All suppliers provide some safety information on load notices. What’s on the display can range from just a simple list of dos and don’ts through to the full O&M manual. It’s assumed that all operational personnel are suitably trained but load notices act as timely reminders of important points. Giving specifics of a particular installation is always useful.
Back in the 1980s, recommendations made in SEMA’s Code of Practice for the Use of Static Pallet Racking comprised a maintenance notice, a warning notice and a load notice; and some older jobs will still have these displayed. Since then, a raft of documentation in terms of EC Directives and British Standards has developed both continual guidance and uniform, safety signage.
The regulations define four types of notice of specific shape and using specific colours. Still in use today, they represent; prohibition – a sign prohibiting behaviour likely to cause a risk to health or safety (e.g. no smoking); warning – a sign giving a warning of a risk to health or safety (e.g. fire risk); an information sign (such as Muster Point) and a mandatory sign prescribing behaviour (e.g. wear ear protectors).
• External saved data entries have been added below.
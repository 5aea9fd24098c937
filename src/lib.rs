//! # answerspace
//!
//! Insert answer space into existing documents.
//!
//! This library takes the rendered pages of a document, inserts fixed-height
//! spacer blocks (blank, ruled, dot-grid or squared) at chosen offsets, reflows
//! the original content below them and re-paginates the result into
//! fixed-size output pages.
//!
//! ## Quick Start
//!
//! ```no_run
//! use answerspace::{export_project, ExportOptions};
//! use answerspace::source::ImageSequence;
//!
//! fn main() -> answerspace::Result<()> {
//!     let pages = ImageSequence::from_dir("./scans")?;
//!     let doc = export_project(&pages, "worksheet.json", &ExportOptions::default())?;
//!     println!("{} output pages", doc.page_count());
//!     Ok(())
//! }
//! ```
//!
//! ## Features
//!
//! - **Segment planning**: original content split around spacers, offsets stay
//!   in original page coordinates
//! - **Patterned spacers**: plain, ruled, dot grid and squared paper
//! - **Pagination**: continuous flow across source pages, per-page, or one
//!   long page
//! - **Interactive editing**: render tokens, coalesced edits and two-phase
//!   drag/resize for viewers
//! - **Async rendering**: optional tokio-backed background renders (`async` feature)

pub mod editor;
pub mod error;
pub mod export;
pub mod layout;
pub mod model;
pub mod render;
pub mod source;

// Re-export commonly used types
pub use editor::{CommitMode, Editor, EditorState, Effect, PendingAdjustment, Tool};
pub use error::{Error, Result};
pub use export::{
    export_document, export_document_with_progress, DirectorySink, ExportProgress, ExportStats, ExportedDocument,
    OutputFormat, PageSink,
};
pub use layout::{plan_segments, reflowed_height, Segment};
pub use model::{Project, Settings, Spacer, SpacerPreset, SpacerProperty, SpacerStore, SpacerStyle};
pub use render::{
    build_composite, slice_to_pages, CompositeRaster, ExportMode, ExportOptions, OutputPage, RenderCoordinator,
    SlicePolicy, ViewOptions,
};
pub use source::{ImageSequence, PageSize, PageSource, RasterPages};

use std::path::{Path, PathBuf};

/// Load a project file and return its validated spacers.
///
/// # Example
///
/// ```no_run
/// use answerspace::load_spacers;
///
/// let store = load_spacers("worksheet.json").unwrap();
/// println!("Spacers: {}", store.len());
/// ```
pub fn load_spacers<P: AsRef<Path>>(path: P) -> Result<SpacerStore> {
    let project = Project::load(path)?;
    project.spacer_store()
}

/// Export a document with the spacers of a project file.
///
/// # Arguments
///
/// * `source` - The document's pages
/// * `project` - Path to the project file
/// * `options` - Export options
pub fn export_project<S, P>(source: &S, project: P, options: &ExportOptions) -> Result<ExportedDocument>
where
    S: PageSource + ?Sized,
    P: AsRef<Path>,
{
    let store = load_spacers(project)?;
    export_document(source, &store, options)
}

/// Export a directory of page images into a directory of output images.
///
/// Nothing is written unless every page exported successfully.
///
/// # Example
///
/// ```no_run
/// use answerspace::{export_image_dir, ExportOptions, OutputFormat};
///
/// let written = export_image_dir("./scans", "worksheet.json", "./out", &ExportOptions::default(), OutputFormat::Jpeg)?;
/// println!("wrote {} pages", written.len());
/// # Ok::<(), answerspace::Error>(())
/// ```
pub fn export_image_dir<P, Q, R>(
    input_dir: P,
    project: Q,
    output_dir: R,
    options: &ExportOptions,
    format: OutputFormat,
) -> Result<Vec<PathBuf>>
where
    P: AsRef<Path>,
    Q: AsRef<Path>,
    R: AsRef<Path>,
{
    let pages = ImageSequence::from_dir(input_dir)?;
    let doc = export_project(&pages, project, options)?;
    let mut sink = DirectorySink::new(output_dir, format, options.output_quality)?;
    doc.write_to(&mut sink)?;
    Ok(sink.into_written())
}

/// Builder for exporting documents with answer space.
///
/// # Example
///
/// ```no_run
/// use answerspace::{Answerspace, ImageSequence};
///
/// let pages = ImageSequence::from_dir("./scans")?;
/// let written = Answerspace::new()
///     .with_dpi(3.0)
///     .independent()
///     .with_project("worksheet.json")?
///     .export(&pages)?
///     .write_to_dir("./out")?;
/// # Ok::<(), answerspace::Error>(())
/// ```
#[derive(Debug, Clone, Default)]
pub struct Answerspace {
    store: SpacerStore,
    options: ExportOptions,
    format: OutputFormat,
}

impl Answerspace {
    /// Create a new builder with no spacers and default options.
    pub fn new() -> Self {
        Self::default()
    }

    /// Use these spacers.
    pub fn with_spacers(mut self, store: SpacerStore) -> Self {
        self.store = store;
        self
    }

    /// Load spacers from a project file.
    pub fn with_project<P: AsRef<Path>>(mut self, path: P) -> Result<Self> {
        self.store = load_spacers(path)?;
        Ok(self)
    }

    /// Replace all export options.
    pub fn with_options(mut self, options: ExportOptions) -> Self {
        self.options = options;
        self
    }

    /// Set the export mode.
    pub fn with_mode(mut self, mode: ExportMode) -> Self {
        self.options = self.options.with_mode(mode);
        self
    }

    /// Export as one long page.
    pub fn long(self) -> Self {
        self.with_mode(ExportMode::Long)
    }

    /// Start every source page on a new output page.
    pub fn independent(mut self) -> Self {
        self.options = self.options.independent();
        self
    }

    /// Set the rasterization multiplier.
    pub fn with_dpi(mut self, dpi: f32) -> Self {
        self.options = self.options.with_dpi(dpi);
        self
    }

    /// Set the JPEG quality (0..=1).
    pub fn with_quality(mut self, quality: f32) -> Self {
        self.options = self.options.with_quality(quality);
        self
    }

    /// Set the output page size.
    pub fn with_page_size(mut self, page_size: PageSize) -> Self {
        self.options = self.options.with_page_size(page_size);
        self
    }

    /// Set the image encoding of written pages.
    pub fn with_format(mut self, format: OutputFormat) -> Self {
        self.format = format;
        self
    }

    /// Export a document.
    pub fn export<S: PageSource + ?Sized>(self, source: &S) -> Result<AnswerspaceResult> {
        let document = export_document(source, &self.store, &self.options)?;
        Ok(AnswerspaceResult {
            document,
            format: self.format,
        })
    }
}

/// Result of an export.
#[derive(Debug, Clone)]
pub struct AnswerspaceResult {
    /// The exported document
    pub document: ExportedDocument,
    /// Encoding used when writing
    format: OutputFormat,
}

impl AnswerspaceResult {
    /// Write the pages as image files into `dir`.
    pub fn write_to_dir<P: AsRef<Path>>(&self, dir: P) -> Result<Vec<PathBuf>> {
        let mut sink = DirectorySink::new(dir, self.format, self.document.options.output_quality)?;
        self.document.write_to(&mut sink)?;
        Ok(sink.into_written())
    }

    /// Number of output pages.
    pub fn page_count(&self) -> usize {
        self.document.page_count()
    }

    /// Get the document.
    pub fn document(&self) -> &ExportedDocument {
        &self.document
    }
}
An official SEMA Load Notice intends to give main points to workers ‘on the shop floor’ as they carry out their duties. It conveys key pieces of specific information and delivers reminders of the most important safety messages. The SEMA Load Notice cannot offer every last piece of safety information. It is split into three main parts; general safety information, installation specific information and administrative information.
An important safety requirement, SEMA recommends that the Load Notice’s format conforms to the appropriate layout advised in its publication Load Notices (available from SEMA).
The provider of the Load Notice is supplying a notification of how to load the structure safely. As such, the supplier of the Load Notice is taking on a responsibility for the loading information provided on it. It’s the customer’s responsibility to ensure that the Load Notice conforms to Load Notices and that the correct SEMA logo is displayed. Re-located racking should have its loading integrity verified by either the OEM or through full traceability of the design parameters.
SEMA has spent almost half a century developing the know-how to maximise your assets in three ways; by capitalising on your building’s space to profitable advantage; through the design and installation of storage systems that are fit for purpose while preventing damage to items stored; and with the utmost respect for the health and safety of personnel.
It is the British Trade Association of the Storage Equipment Industry. It is committed to promoting and extending the safe design, installation and use of storage equipment manufactured and supplied by its members.
The SEMA logo should only be used on a Load Notice that is supplied by a SEMA Member for use on a product or system manufactured or supplied by a SEMA Member.
The SEMA Distributor Company logo is used when the Load Notice is supplied by a distributor company for a structure that is supplied by an ‘SDC’ and for use on a SEMA member’s product or system.